The fact that we have been able to open our schools and keep them open is because of the extraordinary efforts of our administrators, principals, teachers, Special Needs Assistants, parents, childcare providers, cleaners, caretakers, and entire school communities.


They too are on the frontline in this crisis and they deserve the gratitude of the entire nation.


As a Government we have invested heavily to support this effort and we will continue to work with school leaders to keep schools open.

Similarly, I want the whole country to know that we will be supporting this effort to suppress the virus again with enhanced financial supports for individuals and businesses.


We will be improving the Pandemic Unemployment Payment and the Employment Wage Subsidy Scheme to take account of the new restrictions.


We will be prioritising the roll-out of new supports in mental health services.


I understand that social isolation and anxiety is a very real issue for many people and especially those who live alone.


Therefore, we are including, as part of the ‘own household’ provisions, the concept of a “support bubble”.


This will allow persons living alone, parenting alone or similarly at risk of social isolation to pair with one other household as part of a “support bubble”.

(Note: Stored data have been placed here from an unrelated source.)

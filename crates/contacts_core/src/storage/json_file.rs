//! JSON file load/replace utilities.
//!
//! # Responsibility
//! - Load the contact array from disk with first-run tolerance.
//! - Replace the contact array atomically enough for small files.
//!
//! # Invariants
//! - The temp file handle is closed before rename on every path.
//! - A failed write removes its temp file and reports `StorageWrite`.

use super::{StoreError, StoreResult};
use crate::model::contact::{Contact, ContactKv};
use log::{error, info, warn};
use std::ffi::OsString;
use std::fs::{self, File};
use std::io::{self, Write};
use std::path::{Path, PathBuf};
use std::time::Instant;

const TEMP_SUFFIX: &str = ".tmp";

/// Loads every contact stored at `path`.
///
/// # Errors
/// - `StorageRead` when the file exists but cannot be read.
/// - `CorruptStore` when the content is not UTF-8 JSON holding an array of
///   objects.
/// - `MalformedRecord` when any element lacks a required string field; the
///   whole load is aborted rather than skipping the element.
pub fn load_contacts(path: &Path) -> StoreResult<Vec<Contact>> {
    let started_at = Instant::now();
    info!("event=store_load module=storage status=start");

    let raw = match fs::read(path) {
        Ok(raw) => raw,
        Err(err) if err.kind() == io::ErrorKind::NotFound => {
            info!(
                "event=store_load module=storage status=ok mode=fresh count=0 duration_ms={}",
                started_at.elapsed().as_millis()
            );
            return Ok(Vec::new());
        }
        Err(err) => {
            error!(
                "event=store_load module=storage status=error error_code=storage_read_failed error={}",
                err
            );
            return Err(StoreError::StorageRead {
                path: path.to_path_buf(),
                source: err,
            });
        }
    };

    let entries: Vec<ContactKv> = serde_json::from_slice(&raw).map_err(|err| {
        error!(
            "event=store_load module=storage status=error error_code=corrupt_store line={} column={}",
            err.line(),
            err.column()
        );
        StoreError::CorruptStore {
            path: path.to_path_buf(),
            source: err,
        }
    })?;

    let contacts = entries
        .iter()
        .enumerate()
        .map(|(index, kv)| {
            Contact::from_kv(kv).map_err(|source| {
                error!(
                    "event=store_load module=storage status=error error_code=malformed_record index={}",
                    index
                );
                StoreError::MalformedRecord { index, source }
            })
        })
        .collect::<StoreResult<Vec<_>>>()?;

    info!(
        "event=store_load module=storage status=ok mode=file count={} duration_ms={}",
        contacts.len(),
        started_at.elapsed().as_millis()
    );
    Ok(contacts)
}

/// Replaces the backing file at `path` with `contacts`.
///
/// Content is written to a sibling temp file, synced, then renamed over the
/// target, so readers observe either the old or the new array.
pub fn write_contacts(path: &Path, contacts: &[Contact]) -> StoreResult<()> {
    let started_at = Instant::now();
    let result = serde_json::to_vec_pretty(contacts)
        .map_err(io::Error::from)
        .and_then(|bytes| replace_file(path, &bytes));

    match result {
        Ok(()) => {
            info!(
                "event=store_persist module=storage status=ok count={} duration_ms={}",
                contacts.len(),
                started_at.elapsed().as_millis()
            );
            Ok(())
        }
        Err(err) => {
            error!(
                "event=store_persist module=storage status=error duration_ms={} error_code=storage_write_failed error={}",
                started_at.elapsed().as_millis(),
                err
            );
            Err(StoreError::StorageWrite {
                path: path.to_path_buf(),
                source: err,
            })
        }
    }
}

/// Returns the sibling temp path used while replacing `path`.
fn temp_path_for(path: &Path) -> PathBuf {
    let mut file_name = path
        .file_name()
        .map(OsString::from)
        .unwrap_or_else(|| OsString::from("contacts"));
    file_name.push(TEMP_SUFFIX);
    path.with_file_name(file_name)
}

fn replace_file(path: &Path, bytes: &[u8]) -> io::Result<()> {
    if let Some(parent) = path.parent().filter(|p| !p.as_os_str().is_empty()) {
        fs::create_dir_all(parent)?;
    }

    let tmp = temp_path_for(path);
    let outcome = write_synced(&tmp, bytes).and_then(|()| fs::rename(&tmp, path));
    if outcome.is_err() {
        if let Err(cleanup) = fs::remove_file(&tmp) {
            if cleanup.kind() != io::ErrorKind::NotFound {
                warn!(
                    "event=store_persist module=storage status=warn error_code=temp_cleanup_failed error={}",
                    cleanup
                );
            }
        }
    }
    outcome
}

fn write_synced(path: &Path, bytes: &[u8]) -> io::Result<()> {
    let mut file = File::create(path)?;
    file.write_all(bytes)?;
    file.sync_all()
}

A full list of Level 5 restrictions will be published on, but they will include:


  • There should be no social or family gatherings in homes or gardens, but visits on compassionate grounds and for caring purposes can continue
  • We have decided that attendance at weddings will be maintained at 25 guests
  • Restaurants, cafes and bars will be permitted to provide takeaway services only
  • Only essential retail may remain open
  • Everyone in the country is being asked to Stay at Home, with exercise permitted within a 5km radius of your home.
  • Only essential workers whose physical presence in the workplace are permitted to travel to work.  Those who can work from home must do so.
  • Construction work is essential and will continue during this phase, as we work to tackle the country’s homelessness and housing crisis, while most manufacturing will also remain open.



I understand, and I feel very personally and profoundly the sense of disappointment, the feelings of loneliness, perhaps even the despair that this announcement will bring for many.


The days are getting shorter and colder.


But I ask you to remember this.


Even as the winter comes in, there is hope.  And there is light.


If we pull hard together over the next six weeks, we will have the opportunity to celebrate Christmas in a meaningful way.


Every Christmas is important, but this year it is particularly so.   Each of us have our own rituals for Christmas, and they will take on extra poignancy this year as we remember those who didn’t survive 2020.


Not only those who have been taken by the virus, but also all those others who passed away this year and didn’t get the wakes and funerals and goodbyes that we as a people are so good at, and which they deserved.


It won’t be the same Christmas that we have enjoyed in years past, but if we all pull together and follow the spirit of these new rules, it will be a very special time and will give us all some respite from the hardship of the last seven months.


If each of us does what is asked of us for a period of just six weeks, we will suppress this virus and we will emerge from these restrictions on the 1st December.